====== Input material ======

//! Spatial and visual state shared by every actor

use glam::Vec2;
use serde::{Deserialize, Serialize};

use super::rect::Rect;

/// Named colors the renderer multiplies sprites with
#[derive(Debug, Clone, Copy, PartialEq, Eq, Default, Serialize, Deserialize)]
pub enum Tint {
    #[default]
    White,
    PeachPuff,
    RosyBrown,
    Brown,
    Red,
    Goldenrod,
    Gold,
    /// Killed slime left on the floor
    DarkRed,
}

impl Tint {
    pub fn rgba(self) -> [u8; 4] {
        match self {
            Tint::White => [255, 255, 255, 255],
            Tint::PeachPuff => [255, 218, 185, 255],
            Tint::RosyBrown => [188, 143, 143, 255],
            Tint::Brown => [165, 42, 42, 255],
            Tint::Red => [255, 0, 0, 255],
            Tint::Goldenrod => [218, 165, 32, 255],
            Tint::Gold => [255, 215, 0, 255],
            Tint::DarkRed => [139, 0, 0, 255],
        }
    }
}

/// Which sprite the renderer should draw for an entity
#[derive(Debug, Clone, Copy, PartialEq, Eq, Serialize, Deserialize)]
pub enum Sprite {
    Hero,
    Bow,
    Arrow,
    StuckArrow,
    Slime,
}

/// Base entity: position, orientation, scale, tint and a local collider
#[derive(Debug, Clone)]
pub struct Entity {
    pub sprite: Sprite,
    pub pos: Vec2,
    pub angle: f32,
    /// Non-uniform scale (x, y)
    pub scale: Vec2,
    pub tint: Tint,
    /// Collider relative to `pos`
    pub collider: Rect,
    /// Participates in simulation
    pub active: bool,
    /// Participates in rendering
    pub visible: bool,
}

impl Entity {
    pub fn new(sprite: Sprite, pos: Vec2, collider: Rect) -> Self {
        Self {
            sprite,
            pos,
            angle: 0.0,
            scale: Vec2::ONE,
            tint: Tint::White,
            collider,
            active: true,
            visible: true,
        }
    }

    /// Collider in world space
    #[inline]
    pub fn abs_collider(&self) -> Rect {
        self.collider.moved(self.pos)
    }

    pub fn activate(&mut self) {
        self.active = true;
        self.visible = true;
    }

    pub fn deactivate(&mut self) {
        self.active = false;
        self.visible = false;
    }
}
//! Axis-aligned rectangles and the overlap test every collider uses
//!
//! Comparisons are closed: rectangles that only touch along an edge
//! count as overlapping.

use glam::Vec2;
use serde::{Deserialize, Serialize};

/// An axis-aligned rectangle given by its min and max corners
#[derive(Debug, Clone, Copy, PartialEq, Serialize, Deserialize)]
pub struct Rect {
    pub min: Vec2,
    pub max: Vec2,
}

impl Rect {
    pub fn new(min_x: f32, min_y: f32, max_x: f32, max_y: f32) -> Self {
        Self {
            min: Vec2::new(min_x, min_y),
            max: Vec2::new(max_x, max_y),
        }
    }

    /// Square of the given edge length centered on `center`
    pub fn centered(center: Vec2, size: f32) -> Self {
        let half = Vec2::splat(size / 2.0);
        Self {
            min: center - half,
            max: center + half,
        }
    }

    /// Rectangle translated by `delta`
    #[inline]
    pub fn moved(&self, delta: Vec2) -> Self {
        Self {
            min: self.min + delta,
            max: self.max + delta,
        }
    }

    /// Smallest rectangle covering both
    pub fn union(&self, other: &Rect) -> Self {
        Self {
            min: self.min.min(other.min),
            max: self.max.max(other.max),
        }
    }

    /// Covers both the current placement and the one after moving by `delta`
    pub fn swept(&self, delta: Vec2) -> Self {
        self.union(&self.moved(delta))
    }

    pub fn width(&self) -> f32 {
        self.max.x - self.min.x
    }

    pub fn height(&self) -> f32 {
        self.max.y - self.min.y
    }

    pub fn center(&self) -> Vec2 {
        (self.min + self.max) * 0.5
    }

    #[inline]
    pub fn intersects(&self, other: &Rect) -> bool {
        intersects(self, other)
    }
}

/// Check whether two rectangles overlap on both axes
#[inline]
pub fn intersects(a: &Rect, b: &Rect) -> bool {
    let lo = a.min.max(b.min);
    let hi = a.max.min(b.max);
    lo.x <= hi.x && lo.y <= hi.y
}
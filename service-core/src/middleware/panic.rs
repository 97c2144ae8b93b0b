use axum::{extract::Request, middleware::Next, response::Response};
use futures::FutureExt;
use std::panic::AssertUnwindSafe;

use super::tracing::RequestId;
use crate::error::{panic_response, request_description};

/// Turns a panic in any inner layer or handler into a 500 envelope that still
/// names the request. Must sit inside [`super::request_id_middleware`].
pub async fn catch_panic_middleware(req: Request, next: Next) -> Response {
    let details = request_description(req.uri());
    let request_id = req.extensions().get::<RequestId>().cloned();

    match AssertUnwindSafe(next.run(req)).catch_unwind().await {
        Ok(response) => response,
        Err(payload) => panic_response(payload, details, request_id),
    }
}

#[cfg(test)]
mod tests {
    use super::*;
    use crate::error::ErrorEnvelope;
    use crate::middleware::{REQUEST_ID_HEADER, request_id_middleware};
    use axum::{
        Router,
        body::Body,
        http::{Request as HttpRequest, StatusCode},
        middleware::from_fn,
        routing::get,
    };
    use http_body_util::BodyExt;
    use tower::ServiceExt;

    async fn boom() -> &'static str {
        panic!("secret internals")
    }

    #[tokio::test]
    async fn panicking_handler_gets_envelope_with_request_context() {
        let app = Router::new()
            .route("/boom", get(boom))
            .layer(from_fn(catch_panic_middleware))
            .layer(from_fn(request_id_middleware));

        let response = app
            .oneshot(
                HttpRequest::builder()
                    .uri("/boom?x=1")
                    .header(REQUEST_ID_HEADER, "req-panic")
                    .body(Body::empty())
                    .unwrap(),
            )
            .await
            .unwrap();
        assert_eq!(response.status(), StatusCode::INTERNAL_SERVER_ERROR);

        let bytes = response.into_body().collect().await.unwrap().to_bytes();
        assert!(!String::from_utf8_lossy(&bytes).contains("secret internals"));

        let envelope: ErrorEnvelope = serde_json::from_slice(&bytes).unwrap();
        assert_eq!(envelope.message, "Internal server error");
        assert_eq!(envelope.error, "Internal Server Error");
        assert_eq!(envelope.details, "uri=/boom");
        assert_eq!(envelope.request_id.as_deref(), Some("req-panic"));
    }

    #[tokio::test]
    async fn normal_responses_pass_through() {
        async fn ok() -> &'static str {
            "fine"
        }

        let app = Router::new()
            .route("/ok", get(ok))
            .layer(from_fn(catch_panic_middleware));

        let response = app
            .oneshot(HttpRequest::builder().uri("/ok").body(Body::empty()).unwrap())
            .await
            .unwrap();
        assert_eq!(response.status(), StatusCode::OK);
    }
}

======

• Your goal: Give back each entry above precisely as it was written.

• Task result:
//! Spatial and visual state shared by every actor

use glam::Vec2;
use serde::{Deserialize, Serialize};

use super::rect::Rect;

/// Named colors the renderer multiplies sprites with
#[derive(Debug, Clone, Copy, PartialEq, Eq, Default, Serialize, Deserialize)]
pub enum Tint {
    #[default]
    White,
    PeachPuff,
    RosyBrown,
    Brown,
    Red,
    Goldenrod,
    Gold,
    /// Killed slime left on the floor
    DarkRed,
}

impl Tint {
    pub fn rgba(self) -> [u8; 4] {
        match self {
            Tint::White => [255, 255, 255, 255],
            Tint::PeachPuff => [255, 218, 185, 255],
            Tint::RosyBrown => [188, 143, 143, 255],
            Tint::Brown => [165, 42, 42, 255],
            Tint::Red => [255, 0, 0, 255],
            Tint::Goldenrod => [218, 165, 32, 255],
            Tint::Gold => [255, 215, 0, 255],
            Tint::DarkRed => [139, 0, 0, 255],
        }
    }
}

/// Which sprite the renderer should draw for an entity
#[derive(Debug, Clone, Copy, PartialEq, Eq, Serialize, Deserialize)]
pub enum Sprite {
    Hero,
    Bow,
    Arrow,
    StuckArrow,
    Slime,
}

/// Base entity: position, orientation, scale, tint and a local collider
#[derive(Debug, Clone)]
pub struct Entity {
    pub sprite: Sprite,
    pub pos: Vec2,
    pub angle: f32,
    /// Non-uniform scale (x, y)
    pub scale: Vec2,
    pub tint: Tint,
    /// Collider relative to `pos`
    pub collider: Rect,
    /// Participates in simulation
    pub active: bool,
    /// Participates in rendering
    pub visible: bool,
}

impl Entity {
    pub fn new(sprite: Sprite, pos: Vec2, collider: Rect) -> Self {
        Self {
            sprite,
            pos,
            angle: 0.0,
            scale: Vec2::ONE,
            tint: Tint::White,
            collider,
            active: true,
            visible: true,
        }
    }

    /// Collider in world space
    #[inline]
    pub fn abs_collider(&self) -> Rect {
        self.collider.moved(self.pos)
    }

    pub fn activate(&mut self) {
        self.active = true;
        self.visible = true;
    }

    pub fn deactivate(&mut self) {
        self.active = false;
        self.visible = false;
    }
}
//! Axis-aligned rectangles and the overlap test every collider uses
//!
//! Comparisons are closed: rectangles that only touch along an edge
//! count as overlapping.

use glam::Vec2;
use serde::{Deserialize, Serialize};

/// An axis-aligned rectangle given by its min and max corners
#[derive(Debug, Clone, Copy, PartialEq, Serialize, Deserialize)]
pub struct Rect {
    pub min: Vec2,
    pub max: Vec2,
}

impl Rect {
    pub fn new(min_x: f32, min_y: f32, max_x: f32, max_y: f32) -> Self {
        Self {
            min: Vec2::new(min_x, min_y),
            max: Vec2::new(max_x, max_y),
        }
    }

    /// Square of the given edge length centered on `center`
    pub fn centered(center: Vec2, size: f32) -> Self {
        let half = Vec2::splat(size / 2.0);
        Self {
            min: center - half,
            max: center + half,
        }
    }

    /// Rectangle translated by `delta`
    #[inline]
    pub fn moved(&self, delta: Vec2) -> Self {
        Self {
            min: self.min + delta,
            max: self.max + delta,
        }
    }

    /// Smallest rectangle covering both
    pub fn union(&self, other: &Rect) -> Self {
        Self {
            min: self.min.min(other.min),
            max: self.max.max(other.max),
        }
    }

    /// Covers both the current placement and the one after moving by `delta`
    pub fn swept(&self, delta: Vec2) -> Self {
        self.union(&self.moved(delta))
    }

    pub fn width(&self) -> f32 {
        self.max.x - self.min.x
    }

    pub fn height(&self) -> f32 {
        self.max.y - self.min.y
    }

    pub fn center(&self) -> Vec2 {
        (self.min + self.max) * 0.5
    }

    #[inline]
    pub fn intersects(&self, other: &Rect) -> bool {
        intersects(self, other)
    }
}

/// Check whether two rectangles overlap on both axes
#[inline]
pub fn intersects(a: &Rect, b: &Rect) -> bool {
    let lo = a.min.max(b.min);
    let hi = a.max.min(b.max);
    lo.x <= hi.x && lo.y <= hi.y
}
filename service-core/src/middleware/panic.rs
repository 97c2144ae8b93b0b
use axum::{extract::Request, middleware::Next, response::Response};
use futures::FutureExt;
use std::panic::AssertUnwindSafe;

use super::tracing::RequestId;
use crate::error::{panic_response, request_description};

/// Turns a panic in any inner layer or handler into a 500 envelope that still
/// names the request. Must sit inside [`super::request_id_middleware`].
pub async fn catch_panic_middleware(req: Request, next: Next) -> Response {
    let details = request_description(req.uri());
    let request_id = req.extensions().get::<RequestId>().cloned();

    match AssertUnwindSafe(next.run(req)).catch_unwind().await {
        Ok(response) => response,
        Err(payload) => panic_response(payload, details, request_id),
    }
}

#[cfg(test)]
mod tests {
    use super::*;
    use crate::error::ErrorEnvelope;
    use crate::middleware::{REQUEST_ID_HEADER, request_id_middleware};
    use axum::{
        Router,
        body::Body,
        http::{Request as HttpRequest, StatusCode},
        middleware::from_fn,
        routing::get,
    };
    use http_body_util::BodyExt;
    use tower::ServiceExt;

    async fn boom() -> &'static str {
        panic!("secret internals")
    }

    #[tokio::test]
    async fn panicking_handler_gets_envelope_with_request_context() {
        let app = Router::new()
            .route("/boom", get(boom))
            .layer(from_fn(catch_panic_middleware))
            .layer(from_fn(request_id_middleware));

        let response = app
            .oneshot(
                HttpRequest::builder()
                    .uri("/boom?x=1")
                    .header(REQUEST_ID_HEADER, "req-panic")
                    .body(Body::empty())
                    .unwrap(),
            )
            .await
            .unwrap();
        assert_eq!(response.status(), StatusCode::INTERNAL_SERVER_ERROR);

        let bytes = response.into_body().collect().await.unwrap().to_bytes();
        assert!(!String::from_utf8_lossy(&bytes).contains("secret internals"));

        let envelope: ErrorEnvelope = serde_json::from_slice(&bytes).unwrap();
        assert_eq!(envelope.message, "Internal server error");
        assert_eq!(envelope.error, "Internal Server Error");
        assert_eq!(envelope.details, "uri=/boom");
        assert_eq!(envelope.request_id.as_deref(), Some("req-panic"));
    }

    #[tokio::test]
    async fn normal_responses_pass_through() {
        async fn ok() -> &'static str {
            "fine"
        }

        let app = Router::new()
            .route("/ok", get(ok))
            .layer(from_fn(catch_panic_middleware));

        let response = app
            .oneshot(HttpRequest::builder().uri("/ok").body(Body::empty()).unwrap())
            .await
            .unwrap();
        assert_eq!(response.status(), StatusCode::OK);
    }
}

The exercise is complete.